Years later, Mizuho wanted to sell what remained of its participation in the loan to the company—about €155 million—to make more room on its balance sheet for new lending. Japanese life insurers were potential investors, but it was an unusual instrument for them. It carried more risk than they prefer, even with the backing of MIGA, mostly because a small part of the loan was not guaranteed, and it was denominated in Euros. If the Euro fell, the insurers would lose money on the debt, regardless of how the loan itself performed.
So, Mizuho bankers set about re-structuring the debt through a process called a repackaging, or a repack, as it’s known in financial markets.
The first step was to set up a special purpose vehicle and separate Mizuho’s loan into three classes of notes. Two classes would carry the MIGA guarantees. One would be denominated in dollars and another in yen. The third class wouldn’t carry the MIGA guarantees and would remain denominated in Euros.

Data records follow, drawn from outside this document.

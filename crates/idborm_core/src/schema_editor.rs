//! Schema editor: structural changes deferred to the next upgrade cycle.

use crate::connection::ConnectionManager;
use crate::error::BackendResult;
use idborm_codec::PRIMARY_KEY;
use idborm_storage::{IndexParams, ObjectStoreParams, StorageResult, VersionChange};
use serde::{Deserialize, Serialize};
use std::sync::Arc;

/// A structural change waiting for the next upgrade cycle.
#[derive(Debug, Clone, PartialEq, Eq, Serialize, Deserialize)]
#[serde(tag = "type", rename_all = "camelCase")]
pub enum PendingChange {
    /// Create a collection.
    CreateCollection {
        /// Collection name.
        collection: String,
    },
    /// Drop a collection and its records.
    DropCollection {
        /// Collection name.
        collection: String,
    },
    /// Create an index.
    CreateIndex {
        /// Collection name.
        collection: String,
        /// Index name.
        index: String,
        /// Indexed fields.
        fields: Vec<String>,
        /// Whether the index rejects duplicates.
        unique: bool,
    },
    /// Drop an index.
    DropIndex {
        /// Collection name.
        collection: String,
        /// Index name.
        index: String,
    },
}

impl PendingChange {
    /// Applies the change inside a version change.
    ///
    /// Changes are idempotent: creating something that exists or dropping
    /// something that does not is skipped.
    pub(crate) fn apply(&self, change: &mut dyn VersionChange) -> StorageResult<()> {
        match self {
            Self::CreateCollection { collection } => {
                if !has_store(&*change, collection) {
                    change.create_object_store(collection, collection_params())?;
                }
            }
            Self::DropCollection { collection } => {
                if has_store(&*change, collection) {
                    change.delete_object_store(collection)?;
                }
            }
            Self::CreateIndex {
                collection,
                index,
                fields,
                unique,
            } => {
                if !has_store(&*change, collection) {
                    change.create_object_store(collection, collection_params())?;
                }
                if !change.index_names(collection)?.contains(index) {
                    change.create_index(
                        collection,
                        IndexParams {
                            name: index.clone(),
                            key_path: fields.clone(),
                            unique: *unique,
                        },
                    )?;
                }
            }
            Self::DropIndex { collection, index } => {
                if has_store(&*change, collection) && change.index_names(collection)?.contains(index)
                {
                    change.delete_index(collection, index)?;
                }
            }
        }
        Ok(())
    }
}

fn has_store(change: &dyn VersionChange, name: &str) -> bool {
    change.object_store_names().iter().any(|s| s == name)
}

/// Object store parameters for an entity collection.
pub(crate) fn collection_params() -> ObjectStoreParams {
    ObjectStoreParams::new(PRIMARY_KEY).auto_increment()
}

/// Records structural changes for the next upgrade cycle.
///
/// Nothing is applied when a method is called. Pending changes are drained
/// into the next upgrade cycle, which runs when a write needs a new
/// collection or when [`SchemaEditor::apply`] forces one.
pub struct SchemaEditor {
    connection: Arc<ConnectionManager>,
}

impl SchemaEditor {
    pub(crate) fn new(connection: Arc<ConnectionManager>) -> Self {
        Self { connection }
    }

    /// Queues creation of a collection.
    pub fn create_collection(&self, collection: impl Into<String>) {
        self.connection.queue_change(PendingChange::CreateCollection {
            collection: collection.into(),
        });
    }

    /// Queues removal of a collection.
    pub fn drop_collection(&self, collection: impl Into<String>) {
        self.connection.queue_change(PendingChange::DropCollection {
            collection: collection.into(),
        });
    }

    /// Does nothing: records carry arbitrary fields.
    pub fn add_field(&self, _collection: &str, _field: &str) {}

    /// Does nothing: records carry arbitrary fields.
    pub fn remove_field(&self, _collection: &str, _field: &str) {}

    /// Queues creation of an index over `fields`.
    pub fn create_index<S: Into<String>>(
        &self,
        collection: impl Into<String>,
        index: impl Into<String>,
        fields: impl IntoIterator<Item = S>,
        unique: bool,
    ) {
        self.connection.queue_change(PendingChange::CreateIndex {
            collection: collection.into(),
            index: index.into(),
            fields: fields.into_iter().map(Into::into).collect(),
            unique,
        });
    }

    /// Queues removal of an index.
    pub fn drop_index(&self, collection: impl Into<String>, index: impl Into<String>) {
        self.connection.queue_change(PendingChange::DropIndex {
            collection: collection.into(),
            index: index.into(),
        });
    }

    /// Changes waiting for the next upgrade cycle, oldest first.
    pub fn pending(&self) -> Vec<PendingChange> {
        self.connection.pending_changes()
    }

    /// Runs an upgrade cycle now if changes are pending.
    ///
    /// Returns whether a cycle ran.
    pub async fn apply(&self) -> BackendResult<bool> {
        self.connection.apply_pending().await
    }
}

Japanese institutional investors, Mizuho reasoned, would be interested in the two MIGA classes. Investors willing to take more risk in return for higher interest payments would purchase the remainder.
“Very often, investors don’t care to mix different types of risk,” said Mikey Nguyen, Head of Structured Trading and Financing at Mizuho in London. “We separated the risks.”
To split the loan, Mizuho needed buy-in from the guarantor: MIGA.
“We saw that this innovative structure would help Mizuho bring investment into development projects that otherwise wouldn't be available,” said Viktoriya Dzyuba, Senior Portfolio Officer at MIGA. “Mizuho would be able to do more transactions because they would be backed by all these institutional investors.”
After slicing the loan into two segments, Mizuho used a currency swap to convert the bulk of MIGA-backed portion from Euros to yen. They converted a smaller piece to dollars. Japanese insurers will often buy dollar-denominated debt, taking some currency risk, to earn a higher yield.
In a currency swap, two parties exchange set amounts of money in two different currencies, say €170 million for $200 million, implying an exchange rate of $1.18 per euro. The swap can stay in place for years, providing the parties with the currencies they require.
Safety and Yield
After gauging the appetite for the debt in various currencies, Mizuho chose to swap €109 million from euros to yen, an amount corresponding to the MIGA-backed loan. That part of the loan pays less than 1 percent, but it’s the safest for Japanese insurers because it’s backed by MIGA. Denominated in yen, it carries no currency risk.
Mizuho swapped another €43 million of the MIGA class into dollars. That portion pays about 2 percent, a bigger coupon because U.S. rates are higher, and there is currency risk. Mizuho found Japanese buyers for both classes of the MIGA-backed debt. A Japanese bank bought the yen portion, and an insurer bought the dollar-denominated part, Mizuho said.
That left a €7.8-million slice of the original loan that wasn’t backed by MIGA. Mizuho kept that in euros and sold it to an asset manager in Switzerland, who had more appetite for risk. That part of the loan is carried on a standalone basis by the company and backed by South Africa’s National Treasury. It pays a higher, floating interest rate.
“The success of the repack shows that debt can be tailored to different kinds of investors, helping governments and companies in young, developing nations tap new pools of capital while boosting returns for insurers with long-dated liabilities who need assets with matching duration,” said Deepti Jerath, Head of Institutional Investors at MIGA.
Nguyen at Mizuho agrees.
“If you sell debt in just one particular format, in one particular way, then you’re only going to reach one particular type of institution,” Nguyen said. “Maybe now this type of transaction will get done more often than it has been so far.”